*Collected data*
# # # #

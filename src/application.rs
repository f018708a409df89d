/*
application.rs

Copyright 2025 Hervé Quatremain

This file is part of Escaperoom.

Escaperoom is free software: you can redistribute it and/or modify it under the
terms of the GNU General Public License as published by the Free Software
Foundation, either version 3 of the License, or (at your option) any later
version.

Escaperoom is distributed in the hope that it will be useful, but WITHOUT ANY
WARRANTY; without even the implied warranty of MERCHANTABILITY or FITNESS FOR
A PARTICULAR PURPOSE. See the GNU General Public License for more details.

You should have received a copy of the GNU General Public License along with
Escaperoom. If not, see <https://www.gnu.org/licenses/>.

SPDX-License-Identifier: GPL-3.0-or-later
*/

//! Interactive game in the terminal.
//!
//! The application reads one command per line, turns it into an [`Action`] for the current
//! [`GameState`], and prints the new screen.

use log::{debug, info};
use std::error::Error;
use std::io::{BufRead, Write};
use std::path::PathBuf;
use std::time::Instant;

use crate::config;
use crate::draw;
use crate::puzzles::PuzzleKind;
use crate::session::{Action, GameState, Item, Session, SessionConfig};

/// Terminal front end of a [`Session`] object.
pub struct EscaperoomApplication {
    session: Session,
}

impl EscaperoomApplication {
    /// Create an [`EscaperoomApplication`] object that stores the leaderboards in `data_dir`.
    pub fn new(data_dir: PathBuf) -> Result<Self, Box<dyn Error>> {
        info!("{} {}", config::PKGNAME, config::VERSION);
        debug!("Data directory: {data_dir:?}");
        Ok(Self {
            session: Session::new(SessionConfig::new(data_dir))?,
        })
    }

    /// Play until the input ends or the player quits.
    pub fn run<R: BufRead, W: Write>(&mut self, input: R, output: &mut W) -> Result<(), Box<dyn Error>> {
        write!(output, "{}", draw::screen(&self.session))?;
        output.flush()?;

        let mut last_input: Instant = Instant::now();
        for line in input.lines() {
            let line: String = line?;
            let now: Instant = Instant::now();
            let elapsed: u64 = u64::try_from(now.duration_since(last_input).as_millis())
                .unwrap_or(u64::MAX);
            self.session.advance(elapsed);
            last_input = now;

            let command: &str = line.trim();
            if command.is_empty() {
                continue;
            }
            if is_quit(self.session.state(), command) {
                info!("Quitting");
                break;
            }

            match parse_command(self.session.state(), command) {
                Some(action) => {
                    if let Err(error) = self.session.apply(action) {
                        writeln!(output, "{error}")?;
                    }
                }
                None => writeln!(output, "Unknown command: {command}")?,
            }
            if let Some(message) = self.session.take_message() {
                writeln!(output, "{message}")?;
            }
            writeln!(output)?;
            write!(output, "{}", draw::screen(&self.session))?;
            output.flush()?;
        }
        Ok(())
    }
}

/// Whether the command ends the game. At the prompt every word is text, so only the menu
/// accepts `quit`.
fn is_quit(state: GameState, command: &str) -> bool {
    state == GameState::Menu && matches!(command, "quit" | "q" | "exit")
}

/// Parse two numbers separated by spaces.
fn parse_cell(command: &str) -> Option<(usize, usize)> {
    let mut words = command.split_whitespace();
    let row: usize = words.next()?.parse().ok()?;
    let col: usize = words.next()?.parse().ok()?;
    match words.next() {
        Some(_) => None,
        None => Some((row, col)),
    }
}

/// Turn a command line into an [`Action`] for the given state.
///
/// At the prompt, the commands start with `:` so that any word can be typed.
pub fn parse_command(state: GameState, command: &str) -> Option<Action> {
    if matches!(command, "back" | "b") && state != GameState::Prompting {
        return Some(Action::Back);
    }

    match state {
        GameState::Menu => match command {
            "new" => Some(Action::NewGame),
            "play" => Some(Action::FreePlay),
            "scores" => Some(Action::ShowLeaderboard),
            "continue" | "c" => Some(Action::Continue),
            _ => None,
        },
        GameState::Instructions | GameState::Victory => match command {
            "continue" | "c" => Some(Action::Continue),
            _ => None,
        },
        GameState::PuzzleMenu => {
            let index: usize = command.parse().ok()?;
            let kind: PuzzleKind = PuzzleKind::from_repr(u8::try_from(index.checked_sub(1)?).ok()?)?;
            Some(Action::Play(kind))
        }
        GameState::Leaderboard => None,
        GameState::Room => match command {
            "hanoi" => Some(Action::Play(PuzzleKind::Hanoi)),
            "lights" => Some(Action::Play(PuzzleKind::Lights)),
            "sliding" => Some(Action::Play(PuzzleKind::Sliding)),
            "clock" => Some(Action::OpenClock),
            "door" => Some(Action::OpenDoor),
            "left" => Some(Action::LockPreviousDial),
            "right" => Some(Action::LockNextDial),
            "up" => Some(Action::LockUp),
            "down" => Some(Action::LockDown),
            "take hand" => Some(Action::PickUp(Item::ClockHand)),
            "take pole" => Some(Action::PickUp(Item::Pole)),
            _ => None,
        },
        GameState::Sliding => {
            parse_cell(command).map(|(row, col)| Action::SelectTile { row, col })
        }
        GameState::Lights => {
            parse_cell(command).map(|(row, col)| Action::ToggleLight { row, col })
        }
        GameState::Hanoi => match command {
            "use" => Some(Action::UseItem),
            _ => command.parse().ok().map(Action::ClickPole),
        },
        GameState::Clock => match command {
            "up" | "+" => Some(Action::ClockUp),
            "down" | "-" => Some(Action::ClockDown),
            "switch" => Some(Action::ClockToggleHand),
            "use" => Some(Action::UseItem),
            _ => None,
        },
        GameState::Prompting => match command {
            ":ok" => Some(Action::Submit),
            ":erase" => Some(Action::Backspace),
            ":back" => Some(Action::Back),
            _ => Some(Action::Type(command.to_string())),
        },
    }
}
/*
text_input.rs

Copyright 2025 Hervé Quatremain

This file is part of Escaperoom.

Escaperoom is free software: you can redistribute it and/or modify it under the
terms of the GNU General Public License as published by the Free Software
Foundation, either version 3 of the License, or (at your option) any later
version.

Escaperoom is distributed in the hope that it will be useful, but WITHOUT ANY
WARRANTY; without even the implied warranty of MERCHANTABILITY or FITNESS FOR
A PARTICULAR PURPOSE. See the GNU General Public License for more details.

You should have received a copy of the GNU General Public License along with
Escaperoom. If not, see <https://www.gnu.org/licenses/>.

SPDX-License-Identifier: GPL-3.0-or-later
*/

//! Text field used for the player name and the door passcode.

/// Text being typed.
#[derive(Debug, Clone)]
pub struct TextInput {
    /// Upper-case letters and digits.
    text: String,

    /// Maximum number of characters.
    max_len: usize,
}

impl TextInput {
    /// Create an empty [`TextInput`] object.
    pub fn new(max_len: usize) -> Self {
        Self {
            text: String::with_capacity(max_len),
            max_len,
        }
    }

    /// Add a character. Characters other than ASCII letters and digits are ignored, and so
    /// are characters beyond the maximum length.
    pub fn push(&mut self, c: char) {
        if !c.is_ascii_alphanumeric() || self.text.len() >= self.max_len {
            return;
        }
        self.text.push(c.to_ascii_uppercase());
    }

    /// Add every character of the string, see [`TextInput::push`].
    pub fn push_str(&mut self, s: &str) {
        s.chars().for_each(|c| self.push(c));
    }

    /// Remove the last character.
    pub fn backspace(&mut self) {
        self.text.pop();
    }

    /// Empty the field.
    pub fn clear(&mut self) {
        self.text.clear();
    }

    /// Typed text.
    pub fn text(&self) -> &str {
        &self.text
    }

    /// Return the typed text and empty the field, or None when nothing was typed.
    pub fn submit(&mut self) -> Option<String> {
        let text: String = self.text.trim().to_string();
        self.text.clear();
        if text.is_empty() { None } else { Some(text) }
    }
}

#[cfg(test)]
mod tests {
    use super::*;

    #[test]
    fn filters_and_upper_cases() {
        let mut input: TextInput = TextInput::new(10);
        input.push_str("ab c-9!");
        assert_eq!(input.text(), "ABC9");
    }

    #[test]
    fn length_is_capped() {
        let mut input: TextInput = TextInput::new(3);
        input.push_str("abcdef");
        assert_eq!(input.text(), "ABC");
        input.backspace();
        input.push('z');
        assert_eq!(input.text(), "ABZ");
    }

    #[test]
    fn submit_empties_the_field() {
        let mut input: TextInput = TextInput::new(10);
        assert_eq!(input.submit(), None);
        input.backspace();
        input.push_str("bolt");
        assert_eq!(input.submit(), Some("BOLT".to_string()));
        assert_eq!(input.text(), "");
    }
}
/*
combination_lock.rs

Copyright 2025 Hervé Quatremain

This file is part of Escaperoom.

Escaperoom is free software: you can redistribute it and/or modify it under the
terms of the GNU General Public License as published by the Free Software
Foundation, either version 3 of the License, or (at your option) any later
version.

Escaperoom is distributed in the hope that it will be useful, but WITHOUT ANY
WARRANTY; without even the implied warranty of MERCHANTABILITY or FITNESS FOR
A PARTICULAR PURPOSE. See the GNU General Public License for more details.

You should have received a copy of the GNU General Public License along with
Escaperoom. If not, see <https://www.gnu.org/licenses/>.

SPDX-License-Identifier: GPL-3.0-or-later
*/

//! Three-dial combination lock of the safe.

use log::debug;

/// Number of dials.
pub const NUM_DIALS: usize = 3;

/// Combination lock state.
#[derive(Debug, Clone)]
pub struct CombinationLock {
    /// Digit shown by each dial.
    dials: [u8; NUM_DIALS],

    /// Dial changed by [`CombinationLock::increment`] and [`CombinationLock::decrement`].
    selected: usize,

    /// Digits that open the lock.
    combination: [u8; NUM_DIALS],

    /// Once open, the lock stays open.
    open: bool,
}

impl CombinationLock {
    /// Create a [`CombinationLock`] object with all dials on 0.
    pub fn new(combination: [u8; NUM_DIALS]) -> Self {
        Self {
            dials: [0; NUM_DIALS],
            selected: 0,
            combination: combination.map(|d| d % 10),
            open: false,
        }
    }

    /// Select the dial on the right, wrapping to the first dial.
    pub fn next_dial(&mut self) {
        self.selected = (self.selected + 1) % NUM_DIALS;
    }

    /// Select the dial on the left, wrapping to the last dial.
    pub fn previous_dial(&mut self) {
        self.selected = (self.selected + NUM_DIALS - 1) % NUM_DIALS;
    }

    /// Turn the selected dial up, 9 wrapping to 0.
    pub fn increment(&mut self) {
        self.dials[self.selected] = (self.dials[self.selected] + 1) % 10;
        self.check();
    }

    /// Turn the selected dial down, 0 wrapping to 9.
    pub fn decrement(&mut self) {
        self.dials[self.selected] = (self.dials[self.selected] + 9) % 10;
        self.check();
    }

    fn check(&mut self) {
        if !self.open && self.dials == self.combination {
            debug!("Lock: open");
            self.open = true;
        }
    }

    /// Digits on the dials.
    pub fn dials(&self) -> [u8; NUM_DIALS] {
        self.dials
    }

    /// Index of the selected dial.
    pub fn selected_dial(&self) -> usize {
        self.selected
    }

    /// Whether the lock has been opened.
    pub fn is_open(&self) -> bool {
        self.open
    }
}
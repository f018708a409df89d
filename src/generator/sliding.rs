/*
sliding.rs

Copyright 2025 Hervé Quatremain

This file is part of Escaperoom.

Escaperoom is free software: you can redistribute it and/or modify it under the
terms of the GNU General Public License as published by the Free Software
Foundation, either version 3 of the License, or (at your option) any later
version.

Escaperoom is distributed in the hope that it will be useful, but WITHOUT ANY
WARRANTY; without even the implied warranty of MERCHANTABILITY or FITNESS FOR
A PARTICULAR PURPOSE. See the GNU General Public License for more details.

You should have received a copy of the GNU General Public License along with
Escaperoom. If not, see <https://www.gnu.org/licenses/>.

SPDX-License-Identifier: GPL-3.0-or-later
*/

//! Generate a random, solvable sliding puzzle layout.

use log::debug;
use rand::Rng;
use rand::seq::SliceRandom;
use std::time::Instant;
use thiserror::Error;

/// Type of errors.
#[derive(Error, Debug, PartialEq)]
pub enum GeneratorError {
    /// A grid needs at least one row.
    #[error("the grid size must be at least 1")]
    InvalidGridSize,
}

/// [`SlidingGenerator`] object.
pub struct SlidingGenerator {
    /// Number of rows (and columns) in the grid.
    pub grid_size: usize,

    /// Number of shuffles it took to generate the last layout.
    pub iteration: usize,

    /// Duration in seconds it took to generate the last layout.
    pub duration: f32,
}

impl SlidingGenerator {
    /// Create the object.
    ///
    /// # Errors
    ///
    /// The method returns an error if `grid_size` is 0.
    pub fn new(grid_size: usize) -> Result<Self, GeneratorError> {
        if grid_size == 0 {
            return Err(GeneratorError::InvalidGridSize);
        }
        Ok(Self {
            grid_size,
            iteration: 0,
            duration: 0.0,
        })
    }

    /// Generate and return a random layout that can be solved.
    ///
    /// The layout is a row-major list of the values `0..grid_size²`, where `0` is the blank.
    pub fn generate(&mut self) -> Vec<usize> {
        self.generate_with_rng(&mut rand::rng())
    }

    /// Same as [`SlidingGenerator::generate`], but draw the random numbers from `rng`.
    pub fn generate_with_rng<R: Rng + ?Sized>(&mut self, rng: &mut R) -> Vec<usize> {
        let start: Instant = Instant::now();
        let mut tiles: Vec<usize> = (0..self.grid_size * self.grid_size).collect();

        // About half the permutations are solvable, so this loop is short
        self.iteration = 0;
        loop {
            tiles.shuffle(rng);
            self.iteration += 1;
            if is_solvable(&tiles, self.grid_size) {
                break;
            }
        }

        self.duration = start.elapsed().as_secs_f32();
        debug!(
            "Sliding layout {tiles:?} after {} shuffle(s) in {}s",
            self.iteration, self.duration
        );
        tiles
    }
}

/// Return the number of pairs of numbered tiles that are out of order.
///
/// The blank (`0`) is ignored.
pub fn count_inversions(tiles: &[usize]) -> usize {
    let mut inversions: usize = 0;

    for (i, a) in tiles.iter().enumerate() {
        if *a == 0 {
            continue;
        }
        inversions += tiles[i + 1..].iter().filter(|b| **b != 0 && *b < a).count();
    }
    inversions
}

/// Whether the row-major layout `tiles` can be brought back to `1, 2, ..., 0` by sliding tiles
/// into the blank.
///
/// With an odd width, the layout is solvable when the number of inversions is even.
/// With an even width, the parity of the blank row, counted from the bottom starting at 1, also
/// matters: on an even row the inversions must be odd, on an odd row they must be even.
pub fn is_solvable(tiles: &[usize], grid_size: usize) -> bool {
    let inversions: usize = count_inversions(tiles);

    if grid_size % 2 != 0 {
        return inversions % 2 == 0;
    }

    let blank_index: usize = match tiles.iter().position(|t| *t == 0) {
        Some(i) => i,
        None => return false,
    };
    let blank_row_from_bottom: usize = grid_size - blank_index / grid_size;

    if blank_row_from_bottom % 2 == 0 {
        inversions % 2 != 0
    } else {
        inversions % 2 == 0
    }
}

#[cfg(test)]
mod tests {
    use super::*;
    use rand::SeedableRng;
    use rand::rngs::StdRng;

    #[test]
    fn zero_grid_size_is_rejected() {
        assert_eq!(
            SlidingGenerator::new(0).err(),
            Some(GeneratorError::InvalidGridSize)
        );
    }

    #[test]
    fn single_cell_grid_is_the_blank() {
        let mut generator: SlidingGenerator = SlidingGenerator::new(1).unwrap();
        assert_eq!(generator.generate(), vec![0]);
        assert!(is_solvable(&[0], 1));
    }

    #[test]
    fn generated_3x3_layouts_are_permutations_and_solvable() {
        let mut generator: SlidingGenerator = SlidingGenerator::new(3).unwrap();

        for _ in 0..2000 {
            let tiles: Vec<usize> = generator.generate();
            let mut sorted: Vec<usize> = tiles.clone();
            sorted.sort_unstable();
            assert_eq!(sorted, (0..9).collect::<Vec<usize>>());
            assert_eq!(tiles.iter().filter(|t| **t == 0).count(), 1);
            assert!(is_solvable(&tiles, 3), "unsolvable layout {tiles:?}");
        }
    }

    #[test]
    fn generated_4x4_layouts_are_solvable() {
        let mut rng: StdRng = StdRng::seed_from_u64(42);
        let mut generator: SlidingGenerator = SlidingGenerator::new(4).unwrap();

        for _ in 0..10_000 {
            let tiles: Vec<usize> = generator.generate_with_rng(&mut rng);
            assert!(is_solvable(&tiles, 4), "unsolvable layout {tiles:?}");
        }
    }

    #[test]
    fn about_half_of_raw_shuffles_are_solvable() {
        let mut rng: StdRng = StdRng::seed_from_u64(7);

        for grid_size in [3, 4] {
            let mut tiles: Vec<usize> = (0..grid_size * grid_size).collect();
            let mut solvable: usize = 0;
            for _ in 0..10_000 {
                tiles.shuffle(&mut rng);
                if is_solvable(&tiles, grid_size) {
                    solvable += 1;
                }
            }
            assert!(
                (4000..6000).contains(&solvable),
                "{solvable} solvable shuffles out of 10000 for size {grid_size}"
            );
        }
    }

    #[test]
    fn inversions_ignore_the_blank() {
        assert_eq!(count_inversions(&[1, 2, 3, 4, 5, 6, 7, 8, 0]), 0);
        assert_eq!(count_inversions(&[0, 1, 2, 3, 4, 5, 6, 7, 8]), 0);
        assert_eq!(count_inversions(&[2, 1, 3, 4, 5, 6, 7, 8, 0]), 1);
        assert_eq!(count_inversions(&[8, 7, 6, 5, 4, 3, 2, 1, 0]), 28);
    }

    #[test]
    fn parity_rules() {
        // Odd width: swapping two tiles of the solved layout makes it unsolvable
        assert!(is_solvable(&[1, 2, 3, 4, 5, 6, 7, 8, 0], 3));
        assert!(!is_solvable(&[2, 1, 3, 4, 5, 6, 7, 8, 0], 3));

        // Even width: the solved layout has the blank on row 1 from the bottom
        let solved: Vec<usize> = vec![1, 2, 3, 4, 5, 6, 7, 8, 9, 10, 11, 12, 13, 14, 15, 0];
        assert!(is_solvable(&solved, 4));

        // The famous 14-15 swap cannot be solved
        let swapped: Vec<usize> = vec![1, 2, 3, 4, 5, 6, 7, 8, 9, 10, 11, 12, 13, 15, 14, 0];
        assert!(!is_solvable(&swapped, 4));

        // Sliding tile 12 down adds three inversions and puts the blank on row 2
        let moved_up: Vec<usize> = vec![1, 2, 3, 4, 5, 6, 7, 8, 9, 10, 11, 0, 13, 14, 15, 12];
        assert!(is_solvable(&moved_up, 4));
    }
}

# # # #

*Your goal*
Quote exactly the first line of the data and every line after it through the one holding "let now: Instant".

*Written response*
filename src/application.rs
repository f018708a409df89d
/*
application.rs

Copyright 2025 Hervé Quatremain

This file is part of Escaperoom.

Escaperoom is free software: you can redistribute it and/or modify it under the
terms of the GNU General Public License as published by the Free Software
Foundation, either version 3 of the License, or (at your option) any later
version.

Escaperoom is distributed in the hope that it will be useful, but WITHOUT ANY
WARRANTY; without even the implied warranty of MERCHANTABILITY or FITNESS FOR
A PARTICULAR PURPOSE. See the GNU General Public License for more details.

You should have received a copy of the GNU General Public License along with
Escaperoom. If not, see <https://www.gnu.org/licenses/>.

SPDX-License-Identifier: GPL-3.0-or-later
*/

//! Interactive game in the terminal.
//!
//! The application reads one command per line, turns it into an [`Action`] for the current
//! [`GameState`], and prints the new screen.

use log::{debug, info};
use std::error::Error;
use std::io::{BufRead, Write};
use std::path::PathBuf;
use std::time::Instant;

use crate::config;
use crate::draw;
use crate::puzzles::PuzzleKind;
use crate::session::{Action, GameState, Item, Session, SessionConfig};

/// Terminal front end of a [`Session`] object.
pub struct EscaperoomApplication {
    session: Session,
}

impl EscaperoomApplication {
    /// Create an [`EscaperoomApplication`] object that stores the leaderboards in `data_dir`.
    pub fn new(data_dir: PathBuf) -> Result<Self, Box<dyn Error>> {
        info!("{} {}", config::PKGNAME, config::VERSION);
        debug!("Data directory: {data_dir:?}");
        Ok(Self {
            session: Session::new(SessionConfig::new(data_dir))?,
        })
    }

    /// Play until the input ends or the player quits.
    pub fn run<R: BufRead, W: Write>(&mut self, input: R, output: &mut W) -> Result<(), Box<dyn Error>> {
        write!(output, "{}", draw::screen(&self.session))?;
        output.flush()?;

        let mut last_input: Instant = Instant::now();
        for line in input.lines() {
            let line: String = line?;
            let now: Instant = Instant::now();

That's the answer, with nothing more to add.